Every entry, from first to last, is to be retyped without any alteration.

***** Records for the task

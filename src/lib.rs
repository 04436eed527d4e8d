pub mod achievements;
pub mod api;
pub mod auth;
pub mod config;
pub mod db;
pub mod models;
pub mod progression;
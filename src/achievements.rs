//! Achievement unlock rules.
//!
//! Evaluation is split in two: the database gathers [`AchievementFacts`]
//! about a user after a completion, and [`earned`] turns those facts into the
//! set of keys the user qualifies for. Unlocking is idempotent, so the rules
//! may report keys the user already holds.

use crate::models::{AchievementKey, TaskType};

/// What the rules look at after a completion.
#[derive(Debug, Clone, Copy, Default, PartialEq, Eq)]
pub struct AchievementFacts {
    pub level: u32,
    /// Type of the task that was just completed.
    pub completed_type: Option<TaskType>,
    /// Streak of the habit just completed; 0 for todos.
    pub habit_streak: u32,
    pub habit_completions: u64,
    pub todo_completions: u64,
    pub total_completions: u64,
    pub habits_created: u64,
}

const LEVEL_MILESTONES: [(u32, AchievementKey); 4] = [
    (5, AchievementKey::Level5),
    (10, AchievementKey::Level10),
    (20, AchievementKey::Level20),
    (50, AchievementKey::Level50),
];

const STREAK_MILESTONES: [(u32, AchievementKey); 4] = [
    (3, AchievementKey::Streak3),
    (7, AchievementKey::Streak7),
    (30, AchievementKey::Streak30),
    (100, AchievementKey::Streak100),
];

const COMPLETION_MILESTONES: [(u64, AchievementKey); 4] = [
    (10, AchievementKey::Complete10),
    (50, AchievementKey::Complete50),
    (100, AchievementKey::Complete100),
    (500, AchievementKey::Complete500),
];

const HABITS_FOR_COLLECTOR: u64 = 5;

/// Keys the facts qualify for, in catalog order.
pub fn earned(facts: &AchievementFacts) -> Vec<AchievementKey> {
    let mut keys: Vec<AchievementKey> = LEVEL_MILESTONES
        .iter()
        .filter(|(level, _)| facts.level >= *level)
        .map(|(_, key)| *key)
        .collect();

    match facts.completed_type {
        Some(TaskType::Habit) => {
            if facts.habit_completions >= 1 {
                keys.push(AchievementKey::FirstHabit);
            }
            keys.extend(
                STREAK_MILESTONES
                    .iter()
                    .filter(|(days, _)| facts.habit_streak >= *days)
                    .map(|(_, key)| *key),
            );
        }
        Some(TaskType::Todo) if facts.todo_completions >= 1 => {
            keys.push(AchievementKey::FirstTodo);
        }
        _ => {}
    }

    keys.extend(
        COMPLETION_MILESTONES
            .iter()
            .filter(|(count, _)| facts.total_completions >= *count)
            .map(|(_, key)| *key),
    );

    if facts.habits_created >= HABITS_FOR_COLLECTOR {
        keys.push(AchievementKey::Create5Habits);
    }

    keys
}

**********

* _Output of the exercise_
filename src/lib.rs
repository 04436eed527d4e8d
pub mod achievements;
pub mod api;
pub mod auth;
pub mod config;
pub mod db;
pub mod models;
pub mod progression;
filename src/achievements.rs
//! Achievement unlock rules.
//!
//! Evaluation is split in two: the database gathers [`AchievementFacts`]
//! about a user after a completion, and [`earned`] turns those facts into the
//! set of keys the user qualifies for. Unlocking is idempotent, so the rules
//! may report keys the user already holds.

use crate::models::{AchievementKey, TaskType};

/// What the rules look at after a completion.
#[derive(Debug, Clone, Copy, Default, PartialEq, Eq)]
pub struct AchievementFacts {
    pub level: u32,
    /// Type of the task that was just completed.
    pub completed_type: Option<TaskType>,
    /// Streak of the habit just completed; 0 for todos.
    pub habit_streak: u32,
    pub habit_completions: u64,
    pub todo_completions: u64,
    pub total_completions: u64,
    pub habits_created: u64,
}

const LEVEL_MILESTONES: [(u32, AchievementKey); 4] = [
    (5, AchievementKey::Level5),
    (10, AchievementKey::Level10),
    (20, AchievementKey::Level20),
    (50, AchievementKey::Level50),
];

const STREAK_MILESTONES: [(u32, AchievementKey); 4] = [
    (3, AchievementKey::Streak3),
    (7, AchievementKey::Streak7),
    (30, AchievementKey::Streak30),
    (100, AchievementKey::Streak100),
];

const COMPLETION_MILESTONES: [(u64, AchievementKey); 4] = [
    (10, AchievementKey::Complete10),
    (50, AchievementKey::Complete50),
    (100, AchievementKey::Complete100),
    (500, AchievementKey::Complete500),
];

const HABITS_FOR_COLLECTOR: u64 = 5;

/// Keys the facts qualify for, in catalog order.
pub fn earned(facts: &AchievementFacts) -> Vec<AchievementKey> {
    let mut keys: Vec<AchievementKey> = LEVEL_MILESTONES
        .iter()
        .filter(|(level, _)| facts.level >= *level)
        .map(|(_, key)| *key)
        .collect();

    match facts.completed_type {
        Some(TaskType::Habit) => {
            if facts.habit_completions >= 1 {
                keys.push(AchievementKey::FirstHabit);
            }
            keys.extend(
                STREAK_MILESTONES
                    .iter()
                    .filter(|(days, _)| facts.habit_streak >= *days)
                    .map(|(_, key)| *key),
            );
        }
        Some(TaskType::Todo) if facts.todo_completions >= 1 => {
            keys.push(AchievementKey::FirstTodo);
        }
        _ => {}
    }

    keys.extend(
        COMPLETION_MILESTONES
            .iter()
            .filter(|(count, _)| facts.total_completions >= *count)
            .map(|(_, key)| *key),
    );

    if facts.habits_created >= HABITS_FOR_COLLECTOR {
        keys.push(AchievementKey::Create5Habits);
    }

    keys
}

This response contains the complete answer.